Originally Posted By: raytseng
Originally Posted By: Wolf359
Originally Posted By: HTSS_TR
Most stations in Orange County, So Cal have 10 cents spread, some have 12-15 cents spread and some only 8 cents different.
With extra 16 cents(above $3.8x/gal regular) for premium I fill up the Volvo with it. Because it costs only 5% more and usually Premium has more detergent, and it seems to get 1-2% better gas mileage.
That's the marketing talking. My gas mileage varies from tank to tank by more than 1-2% and it's the same grade.
The btu content of regular and super are the same.
Mid grade might be the one marked up the most. Midgrade comes from mixing super and regular. If you have 93 super and 89 midgrade, sometimes it's just cheaper mixing it on your own. With 91 super, then it's just a 50/50 mix otherwise 93 would be a 66% regular 33% super mix.

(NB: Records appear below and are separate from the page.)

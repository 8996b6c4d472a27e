//! Token endpoint handler.
//!
//! ```text
//! POST /token
//! Content-Type: application/x-www-form-urlencoded
//!
//! grant_type=authorization_code
//! &code=abc123
//! &redirect_uri=https://app.example/cb
//! &code_verifier=verifier123
//! &client_id=c1
//! ```

use axum::{
    Form, Json,
    extract::{State, rejection::FormRejection},
    http::{HeaderMap, StatusCode, header},
    response::{IntoResponse, Response},
};

use crate::error::AuthError;
use crate::http::credentials::extract_credentials;
use crate::http::state::AuthState;
use crate::oauth::token::TokenRequest;

/// Handler for `POST /token`.
pub async fn token_handler(
    State(state): State<AuthState>,
    headers: HeaderMap,
    form: Result<Form<TokenRequest>, FormRejection>,
) -> Result<Response, AuthError> {
    let Form(request) = form.map_err(|e| AuthError::invalid_request(e.body_text()))?;

    tracing::debug!(
        grant_type = ?request.grant_type,
        client_id = ?request.client_id,
        "Processing token request"
    );

    let credentials = extract_credentials(
        &headers,
        request.client_id.as_deref(),
        request.client_secret.as_deref(),
    )?;

    let response = state.dispatcher.dispatch(&request, &credentials).await?;

    Ok((
        StatusCode::OK,
        [
            (header::CACHE_CONTROL, "no-store"),
            (header::PRAGMA, "no-cache"),
        ],
        Json(response),
    )
        .into_response())
}
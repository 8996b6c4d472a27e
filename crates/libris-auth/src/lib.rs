//! # libris-auth
//!
//! Embedded OAuth 2.0 authorization server core for Libris.
//!
//! This crate provides:
//! - Authorization code grant with mandatory PKCE
//! - Client credentials and refresh token grants, with refresh rotation and
//!   token family revocation on replay
//! - Token introspection, revocation and OpenID Connect UserInfo
//! - Authorization server metadata
//!
//! ## Overview
//!
//! Every piece of state goes through the Persistence Port in [`storage`].
//! Its traits expose atomic single-key operations so that concurrent code
//! redemption and refresh rotation are decided by the backend, never by a
//! read-then-write race in the handlers.
//!
//! ## Modules
//!
//! - [`config`] - Server configuration and validation
//! - [`types`] - Clients, codes, tokens, scopes and identity claims
//! - [`storage`] - Persistence Port traits
//! - [`oauth`] - PKCE, client authentication and the authorization endpoint
//! - [`grant`] - Grant Dispatcher and grant handlers
//! - [`token`] - Token Issuer, JWTs, introspection, revocation, UserInfo
//! - [`discovery`] - Server metadata document
//! - [`http`] - Axum handlers and router

pub mod config;
pub mod discovery;
pub mod error;
pub mod grant;
pub mod http;
pub mod oauth;
pub mod storage;
pub mod token;
pub mod types;

pub use config::{AuthConfig, ConfigError, OAuthConfig, PkceFailurePolicy};
pub use discovery::ServerMetadata;
pub use error::{AuthError, ErrorCategory};
pub use grant::{GrantDispatcher, GrantHandler};
pub use http::{AuthState, HeaderResourceOwner, ResourceOwnerResolver, router};
pub use oauth::{ClientCredentials, ClientRegistry, PkceChallengeMethod};
pub use storage::{
    ClientStorage, CodeStorage, RevocationScope, RotationOutcome, StoragePorts, TokenStorage,
    UserInfoStorage,
};
pub use token::{JwtService, TokenIssuer, TokenTypeHint};
pub use types::{
    AccessToken, AuthorizationCode, Client, ClientType, GrantRecords, GrantType, RefreshToken,
    Scope, TokenEndpointAuthMethod, TokenRecord, UserInfo,
};

/// Type alias for authorization server results.
pub type AuthResult<T> = Result<T, AuthError>;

well, that's assuming your car doesn't adjust timing and take advantage of the octane rating. If your car can adjust timing and increase compression, then despite having same btus in liquid form, it can produce more usable power and work out of that fuel. Majority of the BTUs is "lost" anyway, the engine isn't creating extra BTUs out of thin air, it's just able to turn more of them into work.
By your logic, because the btus are the same in the fuel, all engines should produce the same power and useful work out of the same amount of fuel btus. Obviously that isn't true.
Normally you can't increase compression, that's from the design of the engine. And you normally don't increase timing, it's normally already optimal unless timing has been retarded due to knocking. So all else being equal, a proper running engine doesn't benefit at all from super. Again, it's all about the marketing.
Your logic is also faulty, I'm saying that the SAME engine doesn't produce more power just from using a higher octane because the energy content of the fuel is the same. It's known as comparing apples to oranges. Of course different engines will develop different amounts of power. Logically, you should use the scientific method. That is repeatable, reproducible results. People who report slight better gas mileage using super aren't using the scientific method, they're reporting anecdotes which isn't scientific. More like the placebo effect is in play than any logic. The scientific literature all says that higher octane won't get you better gas mileage in the SAME engine if it's designed for regular gas. It's the marketing that will make you think otherwise.